▶ **Data excerpts**
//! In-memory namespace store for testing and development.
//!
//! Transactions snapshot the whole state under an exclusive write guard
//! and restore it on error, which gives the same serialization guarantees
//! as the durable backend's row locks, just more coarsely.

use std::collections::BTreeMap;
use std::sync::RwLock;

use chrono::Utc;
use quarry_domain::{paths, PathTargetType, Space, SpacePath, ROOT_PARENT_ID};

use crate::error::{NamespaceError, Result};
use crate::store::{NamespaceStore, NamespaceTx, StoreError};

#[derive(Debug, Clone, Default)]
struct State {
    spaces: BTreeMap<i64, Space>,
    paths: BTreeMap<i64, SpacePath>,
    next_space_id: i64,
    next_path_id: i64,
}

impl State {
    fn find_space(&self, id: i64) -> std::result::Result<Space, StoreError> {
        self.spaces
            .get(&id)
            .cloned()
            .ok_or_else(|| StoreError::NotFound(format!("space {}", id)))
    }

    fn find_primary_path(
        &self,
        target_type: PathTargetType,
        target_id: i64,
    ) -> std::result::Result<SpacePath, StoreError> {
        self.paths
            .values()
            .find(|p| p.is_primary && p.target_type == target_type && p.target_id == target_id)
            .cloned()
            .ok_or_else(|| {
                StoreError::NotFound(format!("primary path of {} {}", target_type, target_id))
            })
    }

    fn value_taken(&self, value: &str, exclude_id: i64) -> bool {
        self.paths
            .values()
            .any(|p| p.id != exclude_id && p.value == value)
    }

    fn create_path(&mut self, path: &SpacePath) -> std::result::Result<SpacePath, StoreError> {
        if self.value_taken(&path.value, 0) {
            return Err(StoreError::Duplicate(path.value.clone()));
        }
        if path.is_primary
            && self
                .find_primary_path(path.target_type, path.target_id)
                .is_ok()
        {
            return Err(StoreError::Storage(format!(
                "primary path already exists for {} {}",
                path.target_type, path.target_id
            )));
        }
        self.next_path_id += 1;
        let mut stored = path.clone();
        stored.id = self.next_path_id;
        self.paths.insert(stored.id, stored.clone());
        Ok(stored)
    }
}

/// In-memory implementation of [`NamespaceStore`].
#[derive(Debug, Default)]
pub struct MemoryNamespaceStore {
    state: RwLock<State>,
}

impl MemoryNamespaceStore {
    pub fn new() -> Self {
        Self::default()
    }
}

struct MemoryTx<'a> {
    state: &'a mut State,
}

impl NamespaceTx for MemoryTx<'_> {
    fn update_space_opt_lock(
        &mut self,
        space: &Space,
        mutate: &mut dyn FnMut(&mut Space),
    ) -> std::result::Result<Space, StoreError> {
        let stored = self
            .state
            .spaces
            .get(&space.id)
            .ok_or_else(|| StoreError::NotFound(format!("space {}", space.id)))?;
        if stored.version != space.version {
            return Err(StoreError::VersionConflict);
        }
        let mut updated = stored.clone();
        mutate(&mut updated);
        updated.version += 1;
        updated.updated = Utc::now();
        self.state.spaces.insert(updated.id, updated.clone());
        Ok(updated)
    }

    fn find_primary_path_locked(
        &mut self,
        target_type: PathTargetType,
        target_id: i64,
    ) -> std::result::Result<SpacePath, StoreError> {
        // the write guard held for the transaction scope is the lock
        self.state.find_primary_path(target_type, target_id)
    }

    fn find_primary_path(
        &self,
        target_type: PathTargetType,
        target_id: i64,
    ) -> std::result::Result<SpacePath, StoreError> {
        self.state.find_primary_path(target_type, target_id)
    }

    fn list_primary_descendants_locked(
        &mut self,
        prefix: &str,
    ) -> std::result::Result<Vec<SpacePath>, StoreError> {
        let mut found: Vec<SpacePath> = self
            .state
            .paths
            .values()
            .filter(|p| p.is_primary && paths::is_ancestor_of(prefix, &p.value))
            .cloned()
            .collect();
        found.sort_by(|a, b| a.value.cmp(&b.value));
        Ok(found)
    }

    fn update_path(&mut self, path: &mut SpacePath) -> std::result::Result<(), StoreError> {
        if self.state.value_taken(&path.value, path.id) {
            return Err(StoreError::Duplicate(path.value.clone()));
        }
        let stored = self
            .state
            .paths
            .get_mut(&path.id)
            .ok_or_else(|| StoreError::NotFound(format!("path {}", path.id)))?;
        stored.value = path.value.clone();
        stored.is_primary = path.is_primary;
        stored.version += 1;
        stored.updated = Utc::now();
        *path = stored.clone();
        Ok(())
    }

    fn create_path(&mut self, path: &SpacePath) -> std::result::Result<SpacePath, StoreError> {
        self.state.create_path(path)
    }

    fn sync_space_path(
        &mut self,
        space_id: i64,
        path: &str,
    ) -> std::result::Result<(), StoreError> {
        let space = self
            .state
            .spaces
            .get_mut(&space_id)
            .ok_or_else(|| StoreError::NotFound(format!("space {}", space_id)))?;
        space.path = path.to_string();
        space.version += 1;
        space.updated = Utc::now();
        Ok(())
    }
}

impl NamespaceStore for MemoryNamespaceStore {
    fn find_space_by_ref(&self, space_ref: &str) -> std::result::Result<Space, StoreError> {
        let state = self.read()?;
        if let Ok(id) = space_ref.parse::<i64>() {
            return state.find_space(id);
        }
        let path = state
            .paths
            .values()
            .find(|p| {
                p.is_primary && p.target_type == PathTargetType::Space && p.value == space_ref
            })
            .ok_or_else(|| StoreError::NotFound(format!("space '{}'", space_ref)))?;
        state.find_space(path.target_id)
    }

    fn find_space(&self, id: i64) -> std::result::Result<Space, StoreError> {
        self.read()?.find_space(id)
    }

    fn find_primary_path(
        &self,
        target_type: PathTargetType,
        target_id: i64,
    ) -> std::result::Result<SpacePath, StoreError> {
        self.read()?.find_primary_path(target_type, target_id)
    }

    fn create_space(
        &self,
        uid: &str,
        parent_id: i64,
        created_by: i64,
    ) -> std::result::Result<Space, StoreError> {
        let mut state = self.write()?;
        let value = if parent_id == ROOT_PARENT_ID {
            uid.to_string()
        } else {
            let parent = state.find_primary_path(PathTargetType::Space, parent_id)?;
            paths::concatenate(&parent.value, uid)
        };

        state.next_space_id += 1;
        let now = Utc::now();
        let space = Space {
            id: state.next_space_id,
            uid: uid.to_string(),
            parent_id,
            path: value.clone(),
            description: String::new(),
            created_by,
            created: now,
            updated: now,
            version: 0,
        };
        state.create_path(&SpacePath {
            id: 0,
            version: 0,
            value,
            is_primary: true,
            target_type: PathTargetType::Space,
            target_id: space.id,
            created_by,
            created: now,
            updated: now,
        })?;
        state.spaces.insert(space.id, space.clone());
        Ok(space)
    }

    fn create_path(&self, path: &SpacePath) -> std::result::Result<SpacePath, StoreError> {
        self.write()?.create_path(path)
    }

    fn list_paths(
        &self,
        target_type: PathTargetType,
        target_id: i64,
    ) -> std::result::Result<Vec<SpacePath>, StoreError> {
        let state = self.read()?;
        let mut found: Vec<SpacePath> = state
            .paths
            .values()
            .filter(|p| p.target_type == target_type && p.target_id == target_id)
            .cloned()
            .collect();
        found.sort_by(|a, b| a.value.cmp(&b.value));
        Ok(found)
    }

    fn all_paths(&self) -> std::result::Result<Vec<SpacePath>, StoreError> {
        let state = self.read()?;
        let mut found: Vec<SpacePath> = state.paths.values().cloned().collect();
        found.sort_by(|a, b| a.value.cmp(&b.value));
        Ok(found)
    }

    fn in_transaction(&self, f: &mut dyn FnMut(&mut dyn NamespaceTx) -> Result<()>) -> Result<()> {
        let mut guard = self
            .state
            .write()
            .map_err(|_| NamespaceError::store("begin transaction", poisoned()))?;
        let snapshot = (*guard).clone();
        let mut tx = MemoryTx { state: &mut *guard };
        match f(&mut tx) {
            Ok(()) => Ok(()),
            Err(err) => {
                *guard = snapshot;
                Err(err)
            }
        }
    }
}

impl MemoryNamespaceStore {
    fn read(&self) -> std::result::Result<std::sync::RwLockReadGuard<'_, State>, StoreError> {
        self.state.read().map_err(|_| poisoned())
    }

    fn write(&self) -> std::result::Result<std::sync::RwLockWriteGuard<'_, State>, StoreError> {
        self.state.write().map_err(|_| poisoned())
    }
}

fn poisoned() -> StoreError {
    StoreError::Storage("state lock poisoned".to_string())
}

▶ **Goal of the exercise**
Only the number is wanted: how many lines of these entries contain the string "Storage"?

▶ **Task response**
2